Try it => Start at the line below containing "filename crates/lumo-client/src/service.rs" and stop at the line containing "use lumo_bus::BusFactory;". Repeat every line of that stretch exactly, and nothing outside it.

Supplied material =>
>>>

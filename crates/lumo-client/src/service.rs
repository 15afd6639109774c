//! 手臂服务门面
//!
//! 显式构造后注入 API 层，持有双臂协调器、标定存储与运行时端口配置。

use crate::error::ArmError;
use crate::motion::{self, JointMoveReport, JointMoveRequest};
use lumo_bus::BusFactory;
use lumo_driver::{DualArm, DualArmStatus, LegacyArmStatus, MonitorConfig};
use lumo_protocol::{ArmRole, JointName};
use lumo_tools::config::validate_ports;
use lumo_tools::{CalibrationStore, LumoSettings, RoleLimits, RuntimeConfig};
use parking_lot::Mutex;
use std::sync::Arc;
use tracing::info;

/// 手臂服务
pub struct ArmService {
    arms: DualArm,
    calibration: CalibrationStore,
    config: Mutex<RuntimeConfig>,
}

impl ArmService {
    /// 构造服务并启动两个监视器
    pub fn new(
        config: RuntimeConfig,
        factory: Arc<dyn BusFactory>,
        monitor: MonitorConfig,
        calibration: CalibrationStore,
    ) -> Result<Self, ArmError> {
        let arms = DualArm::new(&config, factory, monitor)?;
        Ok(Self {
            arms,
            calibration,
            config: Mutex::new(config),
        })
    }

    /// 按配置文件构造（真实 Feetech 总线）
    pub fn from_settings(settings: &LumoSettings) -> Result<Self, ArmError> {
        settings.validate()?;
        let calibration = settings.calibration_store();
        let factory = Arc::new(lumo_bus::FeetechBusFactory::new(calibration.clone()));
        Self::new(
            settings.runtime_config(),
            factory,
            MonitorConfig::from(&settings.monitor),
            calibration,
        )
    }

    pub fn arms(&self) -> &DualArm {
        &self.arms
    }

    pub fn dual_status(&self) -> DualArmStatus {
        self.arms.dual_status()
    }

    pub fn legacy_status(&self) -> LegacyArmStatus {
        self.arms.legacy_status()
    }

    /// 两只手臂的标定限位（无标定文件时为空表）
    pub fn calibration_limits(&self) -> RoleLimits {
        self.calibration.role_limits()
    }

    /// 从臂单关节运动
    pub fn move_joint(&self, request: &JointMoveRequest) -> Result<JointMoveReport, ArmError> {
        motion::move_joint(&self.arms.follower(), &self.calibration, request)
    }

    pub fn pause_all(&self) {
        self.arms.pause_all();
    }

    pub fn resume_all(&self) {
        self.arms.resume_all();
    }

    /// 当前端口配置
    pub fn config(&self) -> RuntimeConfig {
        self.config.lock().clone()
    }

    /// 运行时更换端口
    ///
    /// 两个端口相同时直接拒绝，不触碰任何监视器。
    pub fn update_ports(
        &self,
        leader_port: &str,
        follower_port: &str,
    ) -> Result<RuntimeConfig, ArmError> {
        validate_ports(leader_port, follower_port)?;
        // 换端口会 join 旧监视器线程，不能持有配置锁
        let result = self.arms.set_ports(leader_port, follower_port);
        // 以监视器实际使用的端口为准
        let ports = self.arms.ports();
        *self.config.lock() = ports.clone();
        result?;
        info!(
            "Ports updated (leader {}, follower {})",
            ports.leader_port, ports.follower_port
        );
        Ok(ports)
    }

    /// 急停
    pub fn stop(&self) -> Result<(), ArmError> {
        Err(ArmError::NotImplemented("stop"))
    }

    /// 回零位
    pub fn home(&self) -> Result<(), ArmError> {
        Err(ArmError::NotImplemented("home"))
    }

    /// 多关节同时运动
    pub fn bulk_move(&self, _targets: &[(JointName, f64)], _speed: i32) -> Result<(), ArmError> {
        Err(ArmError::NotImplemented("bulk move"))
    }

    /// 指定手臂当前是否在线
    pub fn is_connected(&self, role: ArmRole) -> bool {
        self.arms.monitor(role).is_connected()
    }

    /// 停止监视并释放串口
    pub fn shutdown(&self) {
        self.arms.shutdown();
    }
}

<<<
>>>

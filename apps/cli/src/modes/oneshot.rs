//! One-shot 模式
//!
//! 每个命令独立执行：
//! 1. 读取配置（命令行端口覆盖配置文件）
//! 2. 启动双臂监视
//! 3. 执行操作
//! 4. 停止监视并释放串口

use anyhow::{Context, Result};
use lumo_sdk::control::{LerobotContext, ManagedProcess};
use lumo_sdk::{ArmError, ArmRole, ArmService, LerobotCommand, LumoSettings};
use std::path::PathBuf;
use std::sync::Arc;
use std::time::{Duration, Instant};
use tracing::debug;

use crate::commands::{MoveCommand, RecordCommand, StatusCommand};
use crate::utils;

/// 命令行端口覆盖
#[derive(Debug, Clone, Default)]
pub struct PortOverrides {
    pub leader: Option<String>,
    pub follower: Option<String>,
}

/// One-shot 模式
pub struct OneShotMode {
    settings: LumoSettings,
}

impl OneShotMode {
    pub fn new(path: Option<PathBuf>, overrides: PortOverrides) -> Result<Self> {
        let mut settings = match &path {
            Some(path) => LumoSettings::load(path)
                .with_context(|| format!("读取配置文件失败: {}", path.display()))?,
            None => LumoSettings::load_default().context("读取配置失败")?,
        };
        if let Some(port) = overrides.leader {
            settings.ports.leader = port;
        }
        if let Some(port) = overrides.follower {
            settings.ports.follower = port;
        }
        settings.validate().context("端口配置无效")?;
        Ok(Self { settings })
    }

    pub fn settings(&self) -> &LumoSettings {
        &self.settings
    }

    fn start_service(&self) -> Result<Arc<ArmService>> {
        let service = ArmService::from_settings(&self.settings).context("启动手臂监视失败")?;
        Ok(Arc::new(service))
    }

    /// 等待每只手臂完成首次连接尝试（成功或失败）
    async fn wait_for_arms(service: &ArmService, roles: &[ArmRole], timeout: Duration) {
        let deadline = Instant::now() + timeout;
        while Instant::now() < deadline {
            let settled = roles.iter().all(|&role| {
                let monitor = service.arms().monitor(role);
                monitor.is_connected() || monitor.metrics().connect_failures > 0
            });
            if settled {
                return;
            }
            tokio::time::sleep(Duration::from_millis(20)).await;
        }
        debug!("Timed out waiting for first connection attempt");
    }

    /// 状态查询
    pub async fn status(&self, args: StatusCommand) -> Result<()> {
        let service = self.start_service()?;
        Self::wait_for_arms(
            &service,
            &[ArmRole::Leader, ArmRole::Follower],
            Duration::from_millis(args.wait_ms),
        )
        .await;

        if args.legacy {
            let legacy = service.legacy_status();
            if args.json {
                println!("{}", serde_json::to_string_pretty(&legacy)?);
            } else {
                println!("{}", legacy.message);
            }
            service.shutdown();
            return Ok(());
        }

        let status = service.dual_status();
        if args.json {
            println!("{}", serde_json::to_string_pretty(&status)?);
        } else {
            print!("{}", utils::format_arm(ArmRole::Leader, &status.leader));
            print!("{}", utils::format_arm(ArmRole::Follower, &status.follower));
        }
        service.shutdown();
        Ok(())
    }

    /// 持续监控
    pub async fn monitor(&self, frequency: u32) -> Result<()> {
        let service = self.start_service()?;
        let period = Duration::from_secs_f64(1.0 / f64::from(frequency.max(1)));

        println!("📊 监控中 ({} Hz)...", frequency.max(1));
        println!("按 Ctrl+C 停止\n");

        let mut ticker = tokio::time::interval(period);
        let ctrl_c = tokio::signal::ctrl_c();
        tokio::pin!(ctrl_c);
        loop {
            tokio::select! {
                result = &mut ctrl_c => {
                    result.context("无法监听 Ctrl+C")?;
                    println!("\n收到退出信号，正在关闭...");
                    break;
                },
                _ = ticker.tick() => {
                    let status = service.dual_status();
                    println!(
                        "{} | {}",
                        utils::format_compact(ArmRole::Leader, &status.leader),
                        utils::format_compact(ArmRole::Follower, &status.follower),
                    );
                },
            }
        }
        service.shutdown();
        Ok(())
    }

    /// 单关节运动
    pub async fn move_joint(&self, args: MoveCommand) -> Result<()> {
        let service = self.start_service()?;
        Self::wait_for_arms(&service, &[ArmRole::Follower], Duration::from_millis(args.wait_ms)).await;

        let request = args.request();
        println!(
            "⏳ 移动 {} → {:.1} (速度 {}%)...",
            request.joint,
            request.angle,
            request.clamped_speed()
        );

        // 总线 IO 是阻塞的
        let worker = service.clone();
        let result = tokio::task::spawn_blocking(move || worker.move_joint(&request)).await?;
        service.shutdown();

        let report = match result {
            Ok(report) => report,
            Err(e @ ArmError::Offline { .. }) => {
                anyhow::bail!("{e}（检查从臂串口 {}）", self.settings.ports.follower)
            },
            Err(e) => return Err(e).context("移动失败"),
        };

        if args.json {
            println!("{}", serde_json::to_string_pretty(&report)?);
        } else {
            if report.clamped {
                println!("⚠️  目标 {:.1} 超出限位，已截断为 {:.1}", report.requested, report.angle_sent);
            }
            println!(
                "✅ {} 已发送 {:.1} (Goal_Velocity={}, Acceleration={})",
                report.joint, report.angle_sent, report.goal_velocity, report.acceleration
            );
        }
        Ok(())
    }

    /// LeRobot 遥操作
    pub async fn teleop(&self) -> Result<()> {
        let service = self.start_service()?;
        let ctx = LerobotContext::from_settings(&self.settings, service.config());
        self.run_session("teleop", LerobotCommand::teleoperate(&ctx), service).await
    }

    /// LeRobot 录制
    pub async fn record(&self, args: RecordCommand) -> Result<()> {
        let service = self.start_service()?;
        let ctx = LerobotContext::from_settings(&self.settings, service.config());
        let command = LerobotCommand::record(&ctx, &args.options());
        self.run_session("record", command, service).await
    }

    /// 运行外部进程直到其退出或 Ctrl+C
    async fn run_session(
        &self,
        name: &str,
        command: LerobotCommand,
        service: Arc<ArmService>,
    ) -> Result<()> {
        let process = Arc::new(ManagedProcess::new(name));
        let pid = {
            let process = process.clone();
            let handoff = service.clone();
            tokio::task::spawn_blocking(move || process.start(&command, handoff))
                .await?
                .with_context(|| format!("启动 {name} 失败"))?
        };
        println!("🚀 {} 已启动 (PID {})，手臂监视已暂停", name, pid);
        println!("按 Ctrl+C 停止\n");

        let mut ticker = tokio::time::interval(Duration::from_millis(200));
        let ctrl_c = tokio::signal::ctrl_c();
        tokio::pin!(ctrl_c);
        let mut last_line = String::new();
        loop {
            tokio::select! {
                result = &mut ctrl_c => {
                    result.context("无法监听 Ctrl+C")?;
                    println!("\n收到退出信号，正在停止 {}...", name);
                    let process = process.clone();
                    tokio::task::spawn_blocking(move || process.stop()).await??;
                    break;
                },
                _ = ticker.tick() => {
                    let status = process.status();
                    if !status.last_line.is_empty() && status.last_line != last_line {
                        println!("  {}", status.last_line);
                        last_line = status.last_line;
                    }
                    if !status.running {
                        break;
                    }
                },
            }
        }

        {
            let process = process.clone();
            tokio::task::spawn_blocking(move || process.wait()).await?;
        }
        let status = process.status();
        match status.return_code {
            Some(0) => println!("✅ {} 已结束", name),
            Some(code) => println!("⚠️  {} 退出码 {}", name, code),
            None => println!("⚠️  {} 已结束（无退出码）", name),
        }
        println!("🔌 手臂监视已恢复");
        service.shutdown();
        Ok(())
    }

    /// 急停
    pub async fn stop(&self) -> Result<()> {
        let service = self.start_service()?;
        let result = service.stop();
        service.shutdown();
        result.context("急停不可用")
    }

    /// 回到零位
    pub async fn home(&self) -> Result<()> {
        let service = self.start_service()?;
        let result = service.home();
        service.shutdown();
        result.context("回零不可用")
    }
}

<<<

Result for this task =>
filename crates/lumo-client/src/service.rs
repository 15afd6639109774c
//! 手臂服务门面
//!
//! 显式构造后注入 API 层，持有双臂协调器、标定存储与运行时端口配置。

use crate::error::ArmError;
use crate::motion::{self, JointMoveReport, JointMoveRequest};
use lumo_bus::BusFactory;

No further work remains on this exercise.